One week before the examination, they relented. She stayed up till 2 a.m. cramming each night, then went to the county seat to take the examination. "I had had so little time to study, I really had no expectations, "she recalled. "If I could just get into some teachers college, that would be enough for me. I answered the questions as best I could, and went home to Chongqing for the lunar New Year holidays."
There, suddenly, she received a telegram saying she had been accepted by the most prestigious university in the province, Sichuan University. She did not believe her good fortune even after taking the train to the university some weeks later and seeing teachers on the platform greeting incoming students.
"I stole around the group of welcomers and went to the station entrance, where a list of incoming students to be met was posted. Only when I saw my name on the list was I really certain that it was not all a cruel mistake."
Miss Liu's two brothers are also back in Chongqing, her father has retired with honor, and her family has emerged from the years of storm more or less intact.
"I used to think," she recalls, "that the meaning of life lay in contributing one's all to society. I used to think that no sacrifice was too great, that the individual had to submerge his own interest in that of society as a whole.
"I haven't totally lost that ideal," she says. "I still think life must be magnificent, and to be magnificent it must be meaningful.
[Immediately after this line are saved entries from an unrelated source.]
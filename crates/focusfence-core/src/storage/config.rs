//! TOML-based engine configuration.
//!
//! Stores:
//! - Movement, teleport and chat restrictions for working subjects
//! - Default visibility of the boss bar and title
//! - The template new presets are created from
//! - Named presets available to every subject
//!
//! Configuration is stored at `~/.config/focusfence/config.toml`.

use serde::{Deserialize, Serialize};
use std::collections::BTreeMap;
use std::path::{Path, PathBuf};

use super::data_dir;
use crate::adapters::PresetCatalog;
use crate::error::ConfigError;
use crate::geofence::GeofencePolicy;
use crate::position::SubjectId;
use crate::preset::Preset;

/// Restrictions applied while a subject is in a work interval.
#[derive(Debug, Clone, PartialEq, Serialize, Deserialize)]
pub struct RestrictionsConfig {
    #[serde(default)]
    pub allow_chat: bool,
    /// Hard-block mode: every positional change is cancelled instead of
    /// being handled by the graduated pull-back.
    #[serde(default)]
    pub restrict_movement: bool,
    #[serde(default = "default_max_distance")]
    pub max_distance: f64,
    #[serde(default = "default_pull_back_delay_ms")]
    pub pull_back_delay_ms: u64,
}

/// Initial visual toggles of a new session.
#[derive(Debug, Clone, PartialEq, Serialize, Deserialize)]
pub struct DisplayDefaults {
    #[serde(default = "default_true")]
    pub bossbar: bool,
    #[serde(default = "default_true")]
    pub title: bool,
}

/// Engine configuration.
///
/// Serialized to/from TOML at `~/.config/focusfence/config.toml`.
#[derive(Debug, Clone, PartialEq, Serialize, Deserialize)]
pub struct Config {
    #[serde(default)]
    pub restrictions: RestrictionsConfig,
    #[serde(default)]
    pub display_defaults: DisplayDefaults,
    /// Durations copied into presets a subject creates.
    #[serde(default = "default_template")]
    pub template: Preset,
    #[serde(default = "default_presets")]
    pub presets: BTreeMap<String, Preset>,
}

// Default functions
fn default_max_distance() -> f64 {
    10.0
}
fn default_pull_back_delay_ms() -> u64 {
    2000
}
fn default_true() -> bool {
    true
}
fn default_template() -> Preset {
    Preset::default().named("")
}
fn default_presets() -> BTreeMap<String, Preset> {
    let mut presets = BTreeMap::new();
    presets.insert("classic".to_string(), Preset::default());
    presets.insert(
        "short".to_string(),
        Preset {
            name: "Short".into(),
            work_minutes: 15,
            break_minutes: 3,
            long_break_minutes: 10,
            cycle_length: 4,
        },
    );
    presets.insert(
        "deep".to_string(),
        Preset {
            name: "Deep Work".into(),
            work_minutes: 50,
            break_minutes: 10,
            long_break_minutes: 30,
            cycle_length: 2,
        },
    );
    presets
}

impl Default for RestrictionsConfig {
    fn default() -> Self {
        Self {
            allow_chat: false,
            restrict_movement: false,
            max_distance: default_max_distance(),
            pull_back_delay_ms: default_pull_back_delay_ms(),
        }
    }
}

impl Default for DisplayDefaults {
    fn default() -> Self {
        Self {
            bossbar: true,
            title: true,
        }
    }
}

impl Default for Config {
    fn default() -> Self {
        Self {
            restrictions: RestrictionsConfig::default(),
            display_defaults: DisplayDefaults::default(),
            template: default_template(),
            presets: default_presets(),
        }
    }
}

impl Config {
    /// `restrictions.max_distance` -> `/restrictions/max_distance`.
    fn pointer(key: &str) -> Option<String> {
        if key.is_empty() || key.contains(['/', '~']) || key.split('.').any(str::is_empty) {
            return None;
        }
        Some(format!("/{}", key.replace('.', "/")))
    }

    /// Parses `raw` as the same JSON kind as the value it replaces.
    fn coerce(existing: &serde_json::Value, raw: &str) -> Result<serde_json::Value, String> {
        use serde_json::Value;

        match existing {
            Value::Bool(_) => raw.parse().map(Value::Bool).map_err(|e| e.to_string()),
            Value::Number(_) => raw
                .parse::<u64>()
                .ok()
                .map(Value::from)
                .or_else(|| {
                    raw.parse::<f64>()
                        .ok()
                        .and_then(serde_json::Number::from_f64)
                        .map(Value::Number)
                })
                .ok_or_else(|| format!("'{raw}' is not a number")),
            Value::Object(_) | Value::Array(_) => {
                serde_json::from_str(raw).map_err(|e| e.to_string())
            }
            _ => Ok(Value::String(raw.to_string())),
        }
    }

    /// Default location of `config.toml`.
    pub fn path() -> Result<PathBuf, ConfigError> {
        Ok(data_dir()?.join("config.toml"))
    }

    /// Load from the default location, writing defaults if the file is missing.
    pub fn load() -> Result<Self, ConfigError> {
        Self::load_from(&Self::path()?)
    }

    /// Load from `path`, writing defaults if the file is missing.
    ///
    /// # Errors
    ///
    /// Returns an error if the file exists but cannot be parsed, or if the
    /// default config cannot be written.
    pub fn load_from(path: &Path) -> Result<Self, ConfigError> {
        match std::fs::read_to_string(path) {
            Ok(content) => {
                let cfg: Self = toml::from_str(&content).map_err(|e| ConfigError::LoadFailed {
                    path: path.to_path_buf(),
                    message: e.to_string(),
                })?;
                cfg.validate()?;
                Ok(cfg)
            }
            Err(e) if e.kind() == std::io::ErrorKind::NotFound => {
                let cfg = Self::default();
                cfg.save_to(path)?;
                Ok(cfg)
            }
            Err(e) => Err(ConfigError::LoadFailed {
                path: path.to_path_buf(),
                message: e.to_string(),
            }),
        }
    }

    /// Persist to the default location.
    pub fn save(&self) -> Result<(), ConfigError> {
        self.save_to(&Self::path()?)
    }

    pub fn save_to(&self, path: &Path) -> Result<(), ConfigError> {
        let save_failed = |message: String| ConfigError::SaveFailed {
            path: path.to_path_buf(),
            message,
        };
        let content = toml::to_string_pretty(self).map_err(|e| save_failed(e.to_string()))?;
        std::fs::write(path, content).map_err(|e| save_failed(e.to_string()))
    }

    /// Value at a dot-separated key, strings unquoted.
    pub fn get(&self, key: &str) -> Option<String> {
        let json = serde_json::to_value(self).ok()?;
        match json.pointer(&Self::pointer(key)?)? {
            serde_json::Value::String(s) => Some(s.clone()),
            other => Some(other.to_string()),
        }
    }

    /// Set a config value by dot-separated key. Does not save.
    ///
    /// # Errors
    ///
    /// Returns an error if the key is unknown or the value does not fit the
    /// field's type.
    pub fn set(&mut self, key: &str, value: &str) -> Result<(), ConfigError> {
        let invalid = |message: String| ConfigError::InvalidValue {
            key: key.to_string(),
            message,
        };
        let unknown = || ConfigError::UnknownKey(key.to_string());

        let pointer = Self::pointer(key).ok_or_else(unknown)?;
        let mut json = serde_json::to_value(&*self).map_err(|e| invalid(e.to_string()))?;
        let slot = json.pointer_mut(&pointer).ok_or_else(unknown)?;
        *slot = Self::coerce(slot, value).map_err(invalid)?;
        let updated: Self = serde_json::from_value(json).map_err(|e| invalid(e.to_string()))?;
        updated.validate()?;
        *self = updated;
        Ok(())
    }

    /// Range checks serde cannot express.
    pub fn validate(&self) -> Result<(), ConfigError> {
        let max_distance = self.restrictions.max_distance;
        if !max_distance.is_finite() || max_distance < 0.0 {
            return Err(ConfigError::InvalidValue {
                key: "restrictions.max_distance".into(),
                message: format!("{max_distance} is not a non-negative distance"),
            });
        }
        Ok(())
    }

    pub fn geofence_policy(&self) -> GeofencePolicy {
        let delay_ms = i64::try_from(self.restrictions.pull_back_delay_ms).unwrap_or(i64::MAX);
        GeofencePolicy {
            max_distance: self.restrictions.max_distance,
            pull_back_delay: chrono::Duration::milliseconds(delay_ms),
        }
    }

    /// [`Config::load`], falling back to defaults when the file is unusable.
    pub fn load_or_default() -> Self {
        Self::load().unwrap_or_else(|e| {
            tracing::warn!(error = %e, "using default configuration");
            Self::default()
        })
    }
}

impl PresetCatalog for Config {
    /// Configured presets; entries that fail validation are treated as absent.
    fn resolve(&self, _subject: SubjectId, key: &str) -> Option<Preset> {
        let preset = self.presets.get(key)?;
        match preset.validate() {
            Ok(()) => Some(preset.clone()),
            Err(e) => {
                tracing::warn!(preset = key, error = %e, "ignoring invalid configured preset");
                None
            }
        }
    }

    fn keys(&self, _subject: SubjectId) -> Vec<String> {
        self.presets.keys().cloned().collect()
    }
}

#[cfg(test)]
mod tests {
    use super::*;

    #[test]
    fn default_config_roundtrip() {
        let cfg = Config::default();
        let toml_str = toml::to_string_pretty(&cfg).unwrap();
        let parsed: Config = toml::from_str(&toml_str).unwrap();
        assert_eq!(parsed, cfg);
        assert_eq!(parsed.restrictions.pull_back_delay_ms, 2000);
        assert_eq!(parsed.presets["classic"].work_minutes, 25);
    }

    #[test]
    fn partial_file_fills_defaults() {
        let cfg: Config = toml::from_str(
            r#"
            [restrictions]
            max_distance = 4.5

            [presets.sprint]
            name = "Sprint"
            work = 10
            break = 2
            long_break = 5
            cycle_length = 3
            "#,
        )
        .unwrap();
        assert_eq!(cfg.restrictions.max_distance, 4.5);
        assert!(!cfg.restrictions.allow_chat);
        assert!(cfg.display_defaults.bossbar);
        assert_eq!(cfg.presets.len(), 1);
        assert_eq!(cfg.presets["sprint"].break_minutes, 2);
    }

    #[test]
    fn get_and_set_by_dot_path() {
        let mut cfg = Config::default();
        assert_eq!(cfg.get("restrictions.max_distance").as_deref(), Some("10.0"));

        cfg.set("restrictions.allow_chat", "true").unwrap();
        assert!(cfg.restrictions.allow_chat);

        cfg.set("restrictions.max_distance", "12.5").unwrap();
        assert_eq!(cfg.restrictions.max_distance, 12.5);

        cfg.set("restrictions.pull_back_delay_ms", "3500").unwrap();
        assert_eq!(cfg.geofence_policy().pull_back_delay, chrono::Duration::milliseconds(3500));
    }

    #[test]
    fn set_rejects_unknown_keys_and_bad_values() {
        let mut cfg = Config::default();
        assert!(matches!(
            cfg.set("restrictions.teleport", "true"),
            Err(ConfigError::UnknownKey(_))
        ));
        assert!(matches!(
            cfg.set("display_defaults.title", "maybe"),
            Err(ConfigError::InvalidValue { .. })
        ));
        assert!(cfg.display_defaults.title);
    }

    #[test]
    fn negative_max_distance_is_rejected() {
        let mut cfg = Config::default();
        assert!(matches!(
            cfg.set("restrictions.max_distance", "-5"),
            Err(ConfigError::InvalidValue { .. })
        ));
        assert_eq!(cfg.restrictions.max_distance, 10.0);
        cfg.set("restrictions.max_distance", "0").unwrap();
        assert_eq!(cfg.restrictions.max_distance, 0.0);

        let dir = tempfile::tempdir().unwrap();
        let path = dir.path().join("config.toml");
        std::fs::write(&path, "[restrictions]\nmax_distance = -3.0\n").unwrap();
        assert!(matches!(
            Config::load_from(&path),
            Err(ConfigError::InvalidValue { .. })
        ));
    }

    #[test]
    fn load_from_missing_file_writes_defaults() {
        let dir = tempfile::tempdir().unwrap();
        let path = dir.path().join("config.toml");
        let cfg = Config::load_from(&path).unwrap();
        assert_eq!(cfg, Config::default());
        assert!(path.exists());

        let mut changed = cfg.clone();
        changed.set("display_defaults.bossbar", "false").unwrap();
        changed.save_to(&path).unwrap();
        assert!(!Config::load_from(&path).unwrap().display_defaults.bossbar);
    }

    #[test]
    fn invalid_configured_preset_is_not_resolved() {
        let mut cfg = Config::default();
        cfg.presets.insert(
            "broken".into(),
            Preset {
                name: "Broken".into(),
                work_minutes: 0,
                break_minutes: 5,
                long_break_minutes: 15,
                cycle_length: 4,
            },
        );
        let subject = SubjectId::new();
        assert!(cfg.resolve(subject, "broken").is_none());
        assert!(cfg.resolve(subject, "classic").is_some());
    }
}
But one-sided contributions are not enough. Each of us has something to contribute to society , and in return society must also contribute something to each one of us.
"The life we lead has to be a life that satisfies us and that also contributes to society. There has to be a balance." Miss Liu is fortunate, and she knows it. Very few of her contemporaries sent to the countryside have managed to gain, however late, the university education the Cultural Revolution denied them.
At the same time much of her good fortune is due to her own grit, her unwillingness to give up, her lack of bitterness and resentment over all the experiences she was forced to undergo.
She may be wiser today than she was at 18. But she is, one imagines, as clear-eyed as she was then, willing to meet whatever challenges the future may bring. She still has one major family goal: to reunite herself with her husband and six-year-old daughter. The present national policy is to reunite divided families, but in practice this is often difficult, particularly in cases such as that of Miss Liu's husband. As a doctor, the remote county where he works finds him indispensable and will be extremely reluctant to let him go.
Meanwhile, she has her university degree to complete. And as her own job prospects depend on her academic results and as the kind of job she gets will in turn influence her husband's reassignment prospects, she has every incentive to study hard.
"I am happy," she said, "because there is meaning in what I am doing. I am working for my country, for my husband, for my daughter -- and for mysel f."